_What is required_
Retype word for word the lines of the data below, from the first to the one bearing "use redb_bincode::ReadTransaction;", with that one included.

_Supplied records_
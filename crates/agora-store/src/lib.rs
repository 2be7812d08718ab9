mod insert_ops;
mod tables;
mod tx_ops;

use std::path::PathBuf;
use std::sync::atomic::{AtomicU64, Ordering};
use std::{ops, result};

use agora_core::event::{Event, VerifiedEvent};
use agora_core::{ShortEventId, Timestamp, TopicId};
use agora_util_error::BoxedError;
use redb_bincode::ReadTransaction;
pub use redb_bincode::WriteTransaction;
use snafu::{Location, ResultExt as _, Snafu};
use tokio::sync::broadcast;
use tokio::task::JoinError;
use tracing::debug;

pub use self::tables::*;

const LOG_TARGET: &str = "agora::store";

/// A write transaction that can schedule side effects to run after the
/// transaction actually lands.
///
/// Channel notifications must not fire for transactions that later fail
/// to commit, so anything observable from outside the store goes through
/// [`WriteTransactionCtx::on_commit`].
pub struct WriteTransactionCtx {
    dbtx: WriteTransaction,
    on_commit: std::sync::Mutex<Vec<Box<dyn FnOnce() + 'static>>>,
}

impl From<WriteTransaction> for WriteTransactionCtx {
    fn from(dbtx: WriteTransaction) -> Self {
        Self {
            dbtx,
            on_commit: std::sync::Mutex::new(vec![]),
        }
    }
}

impl ops::Deref for WriteTransactionCtx {
    type Target = WriteTransaction;

    fn deref(&self) -> &Self::Target {
        &self.dbtx
    }
}

impl ops::DerefMut for WriteTransactionCtx {
    fn deref_mut(&mut self) -> &mut Self::Target {
        &mut self.dbtx
    }
}

impl WriteTransactionCtx {
    pub fn on_commit(&self, f: impl FnOnce() + 'static) {
        self.on_commit
            .lock()
            .expect("Locking failed")
            .push(Box::new(f));
    }

    fn commit(self) -> result::Result<(), redb::CommitError> {
        let Self { dbtx, on_commit } = self;

        dbtx.commit()?;

        for hook in on_commit.lock().expect("Locking failed").drain(..) {
            hook();
        }
        Ok(())
    }
}

#[derive(Debug, Snafu)]
pub enum DbError {
    Database {
        source: redb::DatabaseError,
        #[snafu(implicit)]
        location: Location,
    },
    #[snafu(transparent)]
    Table {
        source: redb::TableError,
        #[snafu(implicit)]
        location: Location,
    },
    #[snafu(transparent)]
    Storage {
        source: redb::StorageError,
        #[snafu(implicit)]
        location: Location,
    },
    Transaction {
        #[snafu(source(from(redb::TransactionError, Box::new)))]
        source: Box<redb::TransactionError>,
        #[snafu(implicit)]
        location: Location,
    },
    Commit {
        source: redb::CommitError,
        #[snafu(implicit)]
        location: Location,
    },
    DbVersionTooHigh {
        db_ver: u64,
        code_ver: u64,
        #[snafu(implicit)]
        location: Location,
    },
    Join {
        source: JoinError,
        #[snafu(implicit)]
        location: Location,
    },
    #[snafu(transparent)]
    DbTxLogic {
        source: BoxedError,
        #[snafu(implicit)]
        location: Location,
    },
}
pub type DbResult<T> = std::result::Result<T, DbError>;

/// Result of feeding one envelope into the store
#[derive(Debug, Clone)]
pub enum InsertEventOutcome {
    /// Same id seen before (committed or pending); nothing changed
    AlreadyPresent,
    /// The envelope committed, possibly unblocking formerly-pending
    /// envelopes; `cascade` lists everything committed by this insert,
    /// in commit order, the inserted envelope first.
    Committed { cascade: Vec<Event> },
    /// Recorded, but waiting for the listed parents
    Pending {
        missing: std::collections::BTreeSet<ShortEventId>,
    },
}

/// Filter for ordered topic queries
#[derive(Debug, Clone, Default)]
pub struct QueryFilter {
    /// Inclusive lower timestamp bound
    pub since: Option<Timestamp>,
    /// Inclusive upper timestamp bound
    pub until: Option<Timestamp>,
    pub limit: Option<usize>,
}

/// The topic store: every committed and pending envelope of every topic
/// this node holds, plus the indices that drive heads, queries and sync
/// repair.
///
/// One database spans all topics; per-topic write serialization is the
/// topic actor's job (and redb only admits a single writer anyway).
pub struct Database {
    inner: redb_bincode::Database,

    /// Monotonically increasing counter for ordering received envelopes.
    /// Used to pick the eviction victim when a topic's pending set is
    /// full.
    reception_order_counter: AtomicU64,

    new_commits_tx: broadcast::Sender<(TopicId, Event)>,
    topics_with_missing_tx: dedup_chan::Sender<TopicId>,
}

impl Database {
    const DB_VER: u64 = 0;

    /// Cap on the per-topic pending set; above it the oldest pending
    /// envelope is dropped and becomes a future sync candidate again.
    pub const MAX_PENDING_PER_TOPIC: usize = 4096;

    pub fn next_reception_order(&self) -> u64 {
        self.reception_order_counter.fetch_add(1, Ordering::Relaxed)
    }

    pub async fn new_in_memory() -> DbResult<Database> {
        debug!(target: LOG_TARGET, "Opening in-memory database");
        let inner = redb::Database::builder()
            .create_with_backend(redb::backends::InMemoryBackend::new())
            .context(DatabaseSnafu)?;
        Self::open_inner(inner).await
    }

    pub async fn open(path: impl Into<PathBuf>) -> DbResult<Database> {
        let path = path.into();
        debug!(target: LOG_TARGET, path = %path.display(), "Opening database");

        let inner = tokio::task::spawn_blocking(move || redb::Database::create(path))
            .await
            .context(JoinSnafu)?
            .context(DatabaseSnafu)?;

        Self::open_inner(inner).await
    }

    async fn open_inner(inner: redb::Database) -> DbResult<Database> {
        let inner = redb_bincode::Database::from(inner);

        Self::write_with_inner(&inner, |tx| {
            Self::init_tables_tx(tx)?;
            Self::verify_db_ver_tx(tx)?;
            Ok(())
        })
        .await?;

        // Resume the reception order above anything already recorded, so
        // pre-existing pending envelopes keep their eviction priority.
        let max_pending_order = Self::read_with_inner(&inner, |tx| {
            let events_pending_table = tx.open_table(&events_pending::TABLE)?;
            Self::max_pending_order_tx(&events_pending_table)
        })
        .await?;

        let (new_commits_tx, _) = broadcast::channel(100);

        Ok(Self {
            inner,
            reception_order_counter: AtomicU64::new(
                max_pending_order.map(|o| o + 1).unwrap_or_default(),
            ),
            new_commits_tx,
            topics_with_missing_tx: dedup_chan::Sender::new(),
        })
    }

    fn init_tables_tx(tx: &WriteTransactionCtx) -> DbResult<()> {
        tx.open_table(&db_version::TABLE)?;
        tx.open_table(&topics::TABLE)?;
        tx.open_table(&events::TABLE)?;
        tx.open_table(&events_pending::TABLE)?;
        tx.open_table(&events_missing::TABLE)?;
        tx.open_table(&events_heads::TABLE)?;
        tx.open_table(&events_by_time::TABLE)?;
        Ok(())
    }

    fn verify_db_ver_tx(tx: &WriteTransactionCtx) -> DbResult<()> {
        let mut db_version_table = tx.open_table(&db_version::TABLE)?;
        let db_ver = db_version_table
            .get(&())?
            .map(|g| g.value())
            .unwrap_or(Self::DB_VER);
        if Self::DB_VER < db_ver {
            return DbVersionTooHighSnafu {
                db_ver,
                code_ver: Self::DB_VER,
            }
            .fail();
        }
        db_version_table.insert(&(), &Self::DB_VER)?;
        Ok(())
    }

    /// Stream of committed envelopes across all topics, in commit order
    ///
    /// Backed by a broadcast channel: a consumer that lags past the
    /// buffer observes `Lagged` and should re-read via query. The
    /// lossless per-subscription stream lives a level up, in the topic
    /// actor.
    pub fn commits_subscribe(&self) -> broadcast::Receiver<(TopicId, Event)> {
        self.new_commits_tx.subscribe()
    }

    /// Coalescing wake-up stream for topics that have missing parents
    pub fn topics_with_missing_subscribe(&self, capacity: usize) -> dedup_chan::Receiver<TopicId> {
        self.topics_with_missing_tx.subscribe(capacity)
    }

    /// Re-announce a topic on the missing-events channel
    ///
    /// The fetcher uses this to requeue a topic whose fetch failed.
    pub fn notify_missing(&self, topic: TopicId) {
        self.topics_with_missing_tx.send(topic);
    }

    pub async fn insert_event(&self, event: &VerifiedEvent) -> DbResult<InsertEventOutcome> {
        self.write_with(|tx| self.insert_event_notifying_tx(event, tx))
            .await
    }

    pub async fn has_event(&self, topic: TopicId, event_id: impl Into<ShortEventId>) -> bool {
        let event_id = event_id.into();
        self.read_with(|tx| {
            let events_table = tx.open_table(&events::TABLE)?;
            let events_pending_table = tx.open_table(&events_pending::TABLE)?;
            Ok(Self::has_event_tx(
                topic,
                event_id,
                &events_table,
                &events_pending_table,
            )?)
        })
        .await
        .expect("Database panic")
    }

    /// Get an envelope by id, committed or pending
    ///
    /// Pending envelopes are retrievable so peers can fetch them during
    /// sync; queries exclude them.
    pub async fn get_event(
        &self,
        topic: TopicId,
        event_id: impl Into<ShortEventId>,
    ) -> Option<Event> {
        let event_id = event_id.into();
        self.read_with(|tx| {
            let events_table = tx.open_table(&events::TABLE)?;
            let events_pending_table = tx.open_table(&events_pending::TABLE)?;
            Self::get_event_tx(topic, event_id, &events_table, &events_pending_table)
        })
        .await
        .expect("Database panic")
    }

    /// Snapshot of the current head set, sorted by id
    pub async fn get_heads(&self, topic: TopicId) -> Vec<ShortEventId> {
        self.read_with(|tx| {
            let events_heads_table = tx.open_table(&events_heads::TABLE)?;
            Self::get_heads_tx(topic, &events_heads_table)
        })
        .await
        .expect("Database panic")
    }

    /// Ids referenced as parents but absent from the store entirely —
    /// the fetch plan for sync repair.
    ///
    /// Parents that are present but pending are excluded: their bytes are
    /// already here, only their own ancestors are wanted.
    pub async fn get_missing_events(&self, topic: TopicId) -> Vec<ShortEventId> {
        self.read_with(|tx| {
            let events_missing_table = tx.open_table(&events_missing::TABLE)?;
            let events_pending_table = tx.open_table(&events_pending::TABLE)?;
            Self::get_missing_events_tx(topic, &events_missing_table, &events_pending_table)
        })
        .await
        .expect("Database panic")
    }

    /// Committed envelopes in `(timestamp, payload)` order
    ///
    /// The order is derived from envelope content alone, so two replicas
    /// holding the same committed set return byte-identical sequences.
    pub async fn query(&self, topic: TopicId, filter: &QueryFilter) -> Vec<Event> {
        let filter = filter.clone();
        self.read_with(|tx| {
            let events_by_time_table = tx.open_table(&events_by_time::TABLE)?;
            let events_table = tx.open_table(&events::TABLE)?;
            Self::query_events_tx(topic, &filter, &events_by_time_table, &events_table)
        })
        .await
        .expect("Database panic")
    }

    pub async fn get_topic_name(&self, topic: TopicId) -> Option<String> {
        self.read_with(|tx| {
            let topics_table = tx.open_table(&topics::TABLE)?;
            Ok(topics_table.get(&topic)?.map(|g| g.value()))
        })
        .await
        .expect("Database panic")
    }

    /// Record a topic name so sync and fetch can resolve the fixed-size
    /// key back to it. Idempotent.
    pub async fn register_topic(&self, name: &str) -> DbResult<TopicId> {
        let topic = TopicId::from_name(name);
        let name = name.to_owned();
        self.write_with(|tx| {
            let mut topics_table = tx.open_table(&topics::TABLE)?;
            topics_table.insert(&topic, &name)?;
            Ok(())
        })
        .await?;
        Ok(topic)
    }

    pub async fn write_with_inner<T>(
        inner: &redb_bincode::Database,
        f: impl FnOnce(&'_ WriteTransactionCtx) -> DbResult<T>,
    ) -> DbResult<T> {
        tokio::task::block_in_place(|| {
            let dbtx = WriteTransactionCtx::from(inner.begin_write().context(TransactionSnafu)?);
            let res = f(&dbtx)?;

            dbtx.commit().context(CommitSnafu)?;

            Ok(res)
        })
    }

    pub async fn write_with<T>(
        &self,
        f: impl FnOnce(&'_ WriteTransactionCtx) -> DbResult<T>,
    ) -> DbResult<T> {
        Self::write_with_inner(&self.inner, f).await
    }

    pub async fn read_with_inner<T>(
        inner: &redb_bincode::Database,
        f: impl FnOnce(&'_ ReadTransaction) -> DbResult<T>,
    ) -> DbResult<T> {
        tokio::task::block_in_place(|| {
            let dbtx = inner.begin_read().context(TransactionSnafu)?;

            f(&dbtx)
        })
    }

    pub async fn read_with<T>(
        &self,
        f: impl FnOnce(&'_ ReadTransaction) -> DbResult<T>,
    ) -> DbResult<T> {
        Self::read_with_inner(&self.inner, f).await
    }
}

_Your response_
filename crates/agora-store/src/lib.rs
repository 2be7812d08718ab9
mod insert_ops;
mod tables;
mod tx_ops;

use std::path::PathBuf;
use std::sync::atomic::{AtomicU64, Ordering};
use std::{ops, result};

use agora_core::event::{Event, VerifiedEvent};
use agora_core::{ShortEventId, Timestamp, TopicId};
use agora_util_error::BoxedError;
use redb_bincode::ReadTransaction;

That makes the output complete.